## EXERCISE DESCRIPTION
Write out, word for word, only the data from its first line to the line containing "fn default() ->".

(Stored items)

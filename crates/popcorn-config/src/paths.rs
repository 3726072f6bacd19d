use anyhow::Result;
use std::path::{Path, PathBuf};

/// Explicit base directory from `POPCORN_BASE_PATH`, if set
pub fn base_path_override() -> Option<PathBuf> {
    std::env::var("POPCORN_BASE_PATH").ok().map(PathBuf::from)
}

pub struct PathManager {
    config_dir: PathBuf,
    data_dir: PathBuf,
    log_dir: PathBuf,
}

impl PathManager {
    pub fn new() -> Result<Self> {
        let base_dir = dirs::config_dir()
            .ok_or_else(|| anyhow::anyhow!("Could not determine config directory"))?
            .join("popcorn");

        Ok(Self::from_base(base_dir))
    }

    /// Config files at the base level, data and logs in subdirectories
    pub fn from_base(base: PathBuf) -> Self {
        Self {
            config_dir: base.clone(),
            data_dir: base.join("data"),
            log_dir: base.join("logs"),
        }
    }

    pub fn config_dir(&self) -> &Path {
        &self.config_dir
    }

    pub fn data_dir(&self) -> &Path {
        &self.data_dir
    }

    pub fn log_dir(&self) -> &Path {
        &self.log_dir
    }

    pub fn config_file(&self) -> PathBuf {
        self.config_dir.join("config.toml")
    }

    pub fn credentials_file(&self) -> PathBuf {
        self.config_dir.join("credentials.toml")
    }

    pub fn log_file(&self) -> PathBuf {
        self.log_dir.join("popcorn.log")
    }

    pub fn ensure_directories(&self) -> Result<()> {
        std::fs::create_dir_all(&self.config_dir)?;
        std::fs::create_dir_all(&self.data_dir)?;
        std::fs::create_dir_all(&self.log_dir)?;
        Ok(())
    }
}

impl Default for PathManager {
    fn default() -> Self {
        if let Some(base) = base_path_override() {
            return Self::from_base(base);
        }

        // Platform-specific paths (e.g., ~/.config/popcorn on Linux),
        // falling back to the working directory when there is no home
        Self::new().unwrap_or_else(|_| Self::from_base(PathBuf::from(".popcorn")))
    }
}

#[cfg(test)]
mod tests {
    use super::*;

    #[test]
    fn test_layout_under_base() {
        let paths = PathManager::from_base(PathBuf::from("/tmp/popcorn-test"));
        assert_eq!(paths.config_file(), PathBuf::from("/tmp/popcorn-test/config.toml"));
        assert_eq!(paths.credentials_file(), PathBuf::from("/tmp/popcorn-test/credentials.toml"));
        assert_eq!(paths.data_dir(), Path::new("/tmp/popcorn-test/data"));
        assert_eq!(paths.log_file(), PathBuf::from("/tmp/popcorn-test/logs/popcorn.log"));
    }

    #[test]
    fn test_ensure_directories() {
        let dir = tempfile::tempdir().unwrap();
        let paths = PathManager::from_base(dir.path().join("popcorn"));
        paths.ensure_directories().unwrap();
        assert!(paths.data_dir().is_dir());
        assert!(paths.log_dir().is_dir());
    }
}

## WRITTEN ANSWER
filename crates/popcorn-config/src/paths.rs
repository 3726072f6bacd19d
use anyhow::Result;
use std::path::{Path, PathBuf};

/// Explicit base directory from `POPCORN_BASE_PATH`, if set
pub fn base_path_override() -> Option<PathBuf> {
    std::env::var("POPCORN_BASE_PATH").ok().map(PathBuf::from)
}

pub struct PathManager {
    config_dir: PathBuf,
    data_dir: PathBuf,
    log_dir: PathBuf,
}

impl PathManager {
    pub fn new() -> Result<Self> {
        let base_dir = dirs::config_dir()
            .ok_or_else(|| anyhow::anyhow!("Could not determine config directory"))?
            .join("popcorn");

        Ok(Self::from_base(base_dir))
    }

    /// Config files at the base level, data and logs in subdirectories
    pub fn from_base(base: PathBuf) -> Self {
        Self {
            config_dir: base.clone(),
            data_dir: base.join("data"),
            log_dir: base.join("logs"),
        }
    }

    pub fn config_dir(&self) -> &Path {
        &self.config_dir
    }

    pub fn data_dir(&self) -> &Path {
        &self.data_dir
    }

    pub fn log_dir(&self) -> &Path {
        &self.log_dir
    }

    pub fn config_file(&self) -> PathBuf {
        self.config_dir.join("config.toml")
    }

    pub fn credentials_file(&self) -> PathBuf {
        self.config_dir.join("credentials.toml")
    }

    pub fn log_file(&self) -> PathBuf {
        self.log_dir.join("popcorn.log")
    }

    pub fn ensure_directories(&self) -> Result<()> {
        std::fs::create_dir_all(&self.config_dir)?;
        std::fs::create_dir_all(&self.data_dir)?;
        std::fs::create_dir_all(&self.log_dir)?;
        Ok(())
    }
}

impl Default for PathManager {
    fn default() -> Self {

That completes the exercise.